Prospective studies in adult cardiac surgery found either no difference ¹⁴ or worse neuropsychologic outcome ^6-8 after use of the pH-stat technique. These discrepant results between adults and infants may reflect different primary mechanisms of injury. First, the moderate hypothermia used in adult operations, compared with those performed with deep hypothermia in infants, will result in milder alkalosis and hence less carbon dioxide "correction" to achieve pH-stat conditions. In adults, the relative vasodilation caused by pH-stat techniques may increase cerebral delivery of embolic material or "steal" blood flow away from the poststenotic area. In contrast, brain injury during infant cardiac surgery is thought to result primarily from hypoperfusion during periods of low or no systemic blood flow. Under pH-stat conditions, cerebral oxygen supply will be enhanced and use decreased.

Alternative explanations for the protection offered by pH-stat in infants may be found in recent experimental studies that suggest that extracellular acidosis may inhibit cerebral excitotoxicity. ^15,16 Furthermore, at deep hypothermia, carbon dioxide appears to exert a direct suppressive effect on cerebral metabolic rate of oxygen, independent of its effects on cerebral blood flow. ¹⁷ Finally, in a recent study in rodents, higher intraischemic carbon dioxide levels appeared to be neuroprotective. ¹⁸

In our study, mean arterial pressures were lower throughout most of cardiopulmonary bypass in the pH-stat group, compared with those managed with alpha-stat, with the most pronounced differences occurring from just before the onset of circulatory arrest through rewarming to 32° C. The most likely mechanism for lower perfusion pressure in the pH-stat group is vasodilation resulting from hypercarbia. The greater cerebral blood flow among infants in the pH-stat group may have improved cerebral protection by more homogeneous brain cooling or by lowering cerebral temperature slightly. ^19,20 Indeed, in our study, mean coldest tympanic temperature was lower in the pH-stat group.

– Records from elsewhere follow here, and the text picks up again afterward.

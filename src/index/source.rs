use crate::errors::Result;
use crate::walk::{self, PathFilter};
use std::collections::{BTreeMap, BTreeSet};
use std::io;
use std::path::{Path, PathBuf};
use std::sync::{Mutex, PoisonError};
use std::time::{Duration, SystemTime};

/// Where the index gets file listings, modification times and contents.
pub trait SourceProvider: Send + Sync {
    /// Every candidate file whose extension is in `extensions`.
    fn list_files(&self, extensions: &BTreeSet<&'static str>) -> Vec<PathBuf>;

    fn modified(&self, path: &Path) -> io::Result<SystemTime>;

    fn read(&self, path: &Path) -> io::Result<String>;

    /// Whether a path reported by a change event belongs to the scanned set.
    fn accepts(&self, _path: &Path) -> bool {
        true
    }
}

/// Files on disk under one root directory.
#[derive(Debug, Clone)]
pub struct DiskSource {
    root: PathBuf,
    filter: PathFilter,
}

impl DiskSource {
    pub fn new(
        root: impl Into<PathBuf>,
        include: &[String],
        exclude: &[String],
        include_tests: bool,
    ) -> Result<Self> {
        Ok(Self {
            root: root.into(),
            filter: PathFilter::new(include, exclude, include_tests)?,
        })
    }

    pub fn root(&self) -> &Path {
        &self.root
    }
}

impl SourceProvider for DiskSource {
    fn list_files(&self, extensions: &BTreeSet<&'static str>) -> Vec<PathBuf> {
        walk::walk_files(&self.root, extensions, &self.filter)
    }

    fn modified(&self, path: &Path) -> io::Result<SystemTime> {
        std::fs::metadata(path)?.modified()
    }

    fn read(&self, path: &Path) -> io::Result<String> {
        std::fs::read_to_string(path)
    }

    fn accepts(&self, path: &Path) -> bool {
        self.filter.accepts(&self.root, path)
    }
}

/// In-memory file set, for editor buffers and tests. Every write bumps the
/// file's modification time.
#[derive(Debug, Default)]
pub struct MemorySource {
    files: Mutex<BTreeMap<PathBuf, (SystemTime, String)>>,
    clock: Mutex<u64>,
}

impl MemorySource {
    pub fn new() -> Self {
        Self::default()
    }

    pub fn write(&self, path: impl Into<PathBuf>, content: impl Into<String>) {
        let tick = {
            let mut clock = self.clock.lock().unwrap_or_else(PoisonError::into_inner);
            *clock += 1;
            *clock
        };
        let modified = SystemTime::UNIX_EPOCH + Duration::from_secs(tick);
        self.files
            .lock()
            .unwrap_or_else(PoisonError::into_inner)
            .insert(path.into(), (modified, content.into()));
    }

    pub fn remove(&self, path: &Path) -> bool {
        self.files
            .lock()
            .unwrap_or_else(PoisonError::into_inner)
            .remove(path)
            .is_some()
    }

    fn not_found(path: &Path) -> io::Error {
        io::Error::new(io::ErrorKind::NotFound, path.display().to_string())
    }
}

impl SourceProvider for MemorySource {
    fn list_files(&self, extensions: &BTreeSet<&'static str>) -> Vec<PathBuf> {
        self.files
            .lock()
            .unwrap_or_else(PoisonError::into_inner)
            .keys()
            .filter(|p| {
                p.extension()
                    .and_then(|e| e.to_str())
                    .is_some_and(|ext| extensions.contains(ext))
            })
            .cloned()
            .collect()
    }

    fn modified(&self, path: &Path) -> io::Result<SystemTime> {
        self.files
            .lock()
            .unwrap_or_else(PoisonError::into_inner)
            .get(path)
            .map(|(modified, _)| *modified)
            .ok_or_else(|| Self::not_found(path))
    }

    fn read(&self, path: &Path) -> io::Result<String> {
        self.files
            .lock()
            .unwrap_or_else(PoisonError::into_inner)
            .get(path)
            .map(|(_, content)| content.clone())
            .ok_or_else(|| Self::not_found(path))
    }
}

Use of the alpha-stat strategy was associated with a twofold increase in the incidence of EEG seizures in the combined diagnosis groups and a threefold increase within the D-TGA subgroup; however, the low frequency of seizures proscribed sufficient power to detect a statistically significant difference. The infrequency of seizures in our study population may reflect the shorter mean duration of circulatory arrest than in earlier retrospective studies ^9,10 in which alpha-stat management was used. Infants in the pH-stat group recovered first EEG activity more rapidly after rewarming than those in the alpha-stat group. Thus the present study suggests that the pH-stat strategy may be beneficial even with relatively short circulatory arrest periods.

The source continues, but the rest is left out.